[Items from a data source]
// logtail - core/property.rs
//
// Source-level properties (size, timestamps, progress, error state).
// Like columns, properties are identified by immutable descriptors and an
// unsupported property reads as its descriptor's default.

use crate::core::encoding::Encoding;
use chrono::{DateTime, Duration, Utc};

/// The type of a property's value.
#[derive(Debug, Clone, Copy, PartialEq, Eq, Hash)]
pub enum PropertyKind {
    Text,
    Count,
    Size,
    Timestamp,
    Percentage,
    Encoding,
    Error,
    Duration,
}

/// Why a source currently has no (or stale) content.
#[derive(Debug, Clone, Copy, PartialEq, Eq, Hash, Default)]
pub enum ErrorFlag {
    #[default]
    None,
    SourceDoesNotExist,
    SourceCannotBeAccessed,
}

impl ErrorFlag {
    pub fn is_error(&self) -> bool {
        *self != ErrorFlag::None
    }

    pub fn label(&self) -> &'static str {
        match self {
            ErrorFlag::None => "ok",
            ErrorFlag::SourceDoesNotExist => "does not exist",
            ErrorFlag::SourceCannotBeAccessed => "cannot be accessed",
        }
    }
}

/// Immutable identifier of one property.
#[derive(Debug, Clone, Copy, PartialEq, Eq, Hash)]
pub struct PropertyDescriptor {
    id: &'static str,
    kind: PropertyKind,
}

impl PropertyDescriptor {
    pub const fn new(id: &'static str, kind: PropertyKind) -> Self {
        Self { id, kind }
    }

    pub const fn id(&self) -> &'static str {
        self.id
    }

    pub const fn kind(&self) -> PropertyKind {
        self.kind
    }

    pub fn default_value(&self) -> PropertyValue {
        match self.kind {
            PropertyKind::Text => PropertyValue::Text(None),
            PropertyKind::Count => PropertyValue::Count(0),
            PropertyKind::Size => PropertyValue::Size(None),
            PropertyKind::Timestamp => PropertyValue::Timestamp(None),
            PropertyKind::Percentage => PropertyValue::Percentage(0.0),
            PropertyKind::Encoding => PropertyValue::Encoding(None),
            PropertyKind::Error => PropertyValue::Error(ErrorFlag::None),
            PropertyKind::Duration => PropertyValue::Duration(None),
        }
    }
}

/// A single typed property value.
#[derive(Debug, Clone, PartialEq)]
pub enum PropertyValue {
    Text(Option<String>),
    Count(usize),
    /// Size in bytes.
    Size(Option<u64>),
    Timestamp(Option<DateTime<Utc>>),
    /// Percentage in `0.0..=100.0`.
    Percentage(f64),
    Encoding(Option<Encoding>),
    Error(ErrorFlag),
    Duration(Option<Duration>),
}

impl PropertyValue {
    pub fn kind(&self) -> PropertyKind {
        match self {
            PropertyValue::Text(_) => PropertyKind::Text,
            PropertyValue::Count(_) => PropertyKind::Count,
            PropertyValue::Size(_) => PropertyKind::Size,
            PropertyValue::Timestamp(_) => PropertyKind::Timestamp,
            PropertyValue::Percentage(_) => PropertyKind::Percentage,
            PropertyValue::Encoding(_) => PropertyKind::Encoding,
            PropertyValue::Error(_) => PropertyKind::Error,
            PropertyValue::Duration(_) => PropertyKind::Duration,
        }
    }
}

/// A set of property values, typically filled by
/// `LogSource::get_all_properties`.
#[derive(Debug, Clone, Default, PartialEq)]
pub struct PropertySet {
    values: Vec<(PropertyDescriptor, PropertyValue)>,
}

impl PropertySet {
    pub fn new() -> Self {
        Self::default()
    }

    /// A set holding the default of every given property.
    pub fn with_defaults(descriptors: &[PropertyDescriptor]) -> Self {
        Self {
            values: descriptors
                .iter()
                .map(|d| (*d, d.default_value()))
                .collect(),
        }
    }

    pub fn value(&self, descriptor: &PropertyDescriptor) -> Option<&PropertyValue> {
        self.values
            .iter()
            .find(|(d, _)| d == descriptor)
            .map(|(_, v)| v)
    }

    /// The value of `descriptor`, or its default when not present.
    pub fn get(&self, descriptor: &PropertyDescriptor) -> PropertyValue {
        self.value(descriptor)
            .cloned()
            .unwrap_or_else(|| descriptor.default_value())
    }

    /// Store a value; a value of the wrong kind is ignored.
    pub fn set(&mut self, descriptor: PropertyDescriptor, value: PropertyValue) {
        if value.kind() != descriptor.kind() {
            tracing::warn!(
                property = descriptor.id(),
                "Property value kind does not match descriptor; ignored"
            );
            return;
        }
        match self.values.iter_mut().find(|(d, _)| *d == descriptor) {
            Some(slot) => slot.1 = value,
            None => self.values.push((descriptor, value)),
        }
    }

    pub fn contains(&self, descriptor: &PropertyDescriptor) -> bool {
        self.value(descriptor).is_some()
    }

    pub fn descriptors(&self) -> impl Iterator<Item = &PropertyDescriptor> {
        self.values.iter().map(|(d, _)| d)
    }

    /// Copy every value into `destination`, overwriting what it holds.
    pub fn copy_to(&self, destination: &mut PropertySet) {
        for (descriptor, value) in &self.values {
            destination.set(*descriptor, value.clone());
        }
    }

    pub fn text(&self, descriptor: &PropertyDescriptor) -> Option<&str> {
        match self.value(descriptor) {
            Some(PropertyValue::Text(t)) => t.as_deref(),
            _ => None,
        }
    }

    pub fn count(&self, descriptor: &PropertyDescriptor) -> usize {
        match self.value(descriptor) {
            Some(PropertyValue::Count(n)) => *n,
            _ => 0,
        }
    }

    pub fn size(&self) -> Option<u64> {
        match self.value(&properties::SIZE) {
            Some(PropertyValue::Size(s)) => *s,
            _ => None,
        }
    }

    pub fn timestamp(&self, descriptor: &PropertyDescriptor) -> Option<DateTime<Utc>> {
        match self.value(descriptor) {
            Some(PropertyValue::Timestamp(t)) => *t,
            _ => None,
        }
    }

    pub fn percentage_processed(&self) -> f64 {
        match self.value(&properties::PERCENTAGE_PROCESSED) {
            Some(PropertyValue::Percentage(p)) => *p,
            _ => 0.0,
        }
    }

    pub fn encoding(&self) -> Option<Encoding> {
        match self.value(&properties::ENCODING) {
            Some(PropertyValue::Encoding(e)) => *e,
            _ => None,
        }
    }

    pub fn error(&self) -> ErrorFlag {
        match self.value(&properties::ERROR) {
            Some(PropertyValue::Error(e)) => *e,
            _ => ErrorFlag::None,
        }
    }

    pub fn duration(&self) -> Option<Duration> {
        match self.value(&properties::DURATION) {
            Some(PropertyValue::Duration(d)) => *d,
            _ => None,
        }
    }
}

/// Well-known properties.
pub mod properties {
    use super::{PropertyDescriptor, PropertyKind};

    /// Display name (file path for text sources).
    pub const NAME: PropertyDescriptor = PropertyDescriptor::new("name", PropertyKind::Text);

    pub const LOG_ENTRY_COUNT: PropertyDescriptor =
        PropertyDescriptor::new("log_entry_count", PropertyKind::Count);

    pub const SIZE: PropertyDescriptor = PropertyDescriptor::new("size", PropertyKind::Size);

    pub const CREATED: PropertyDescriptor =
        PropertyDescriptor::new("created", PropertyKind::Timestamp);

    pub const LAST_MODIFIED: PropertyDescriptor =
        PropertyDescriptor::new("last_modified", PropertyKind::Timestamp);

    pub const PERCENTAGE_PROCESSED: PropertyDescriptor =
        PropertyDescriptor::new("percentage_processed", PropertyKind::Percentage);

    pub const ENCODING: PropertyDescriptor =
        PropertyDescriptor::new("encoding", PropertyKind::Encoding);

    pub const ERROR: PropertyDescriptor = PropertyDescriptor::new("error", PropertyKind::Error);

    pub const START_TIMESTAMP: PropertyDescriptor =
        PropertyDescriptor::new("start_timestamp", PropertyKind::Timestamp);

    pub const END_TIMESTAMP: PropertyDescriptor =
        PropertyDescriptor::new("end_timestamp", PropertyKind::Timestamp);

    pub const DURATION: PropertyDescriptor =
        PropertyDescriptor::new("duration", PropertyKind::Duration);

    pub const MAX_CHARACTERS_IN_LINE: PropertyDescriptor =
        PropertyDescriptor::new("max_characters_in_line", PropertyKind::Count);

    pub const UNTIMESTAMPED_COUNT: PropertyDescriptor =
        PropertyDescriptor::new("untimestamped_count", PropertyKind::Count);

    /// Properties every source reports.
    pub const MINIMUM: &[PropertyDescriptor] = &[
        LOG_ENTRY_COUNT,
        SIZE,
        LAST_MODIFIED,
        PERCENTAGE_PROCESSED,
        ERROR,
        START_TIMESTAMP,
        END_TIMESTAMP,
        DURATION,
    ];
}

=== PROBLEM ===
In the records above, some lines hold the word "DateTime"; copy each such line.

=== TASK OUTPUT ===
use chrono::{DateTime, Duration, Utc};
    Timestamp(Option<DateTime<Utc>>),
    pub fn timestamp(&self, descriptor: &PropertyDescriptor) -> Option<DateTime<Utc>> {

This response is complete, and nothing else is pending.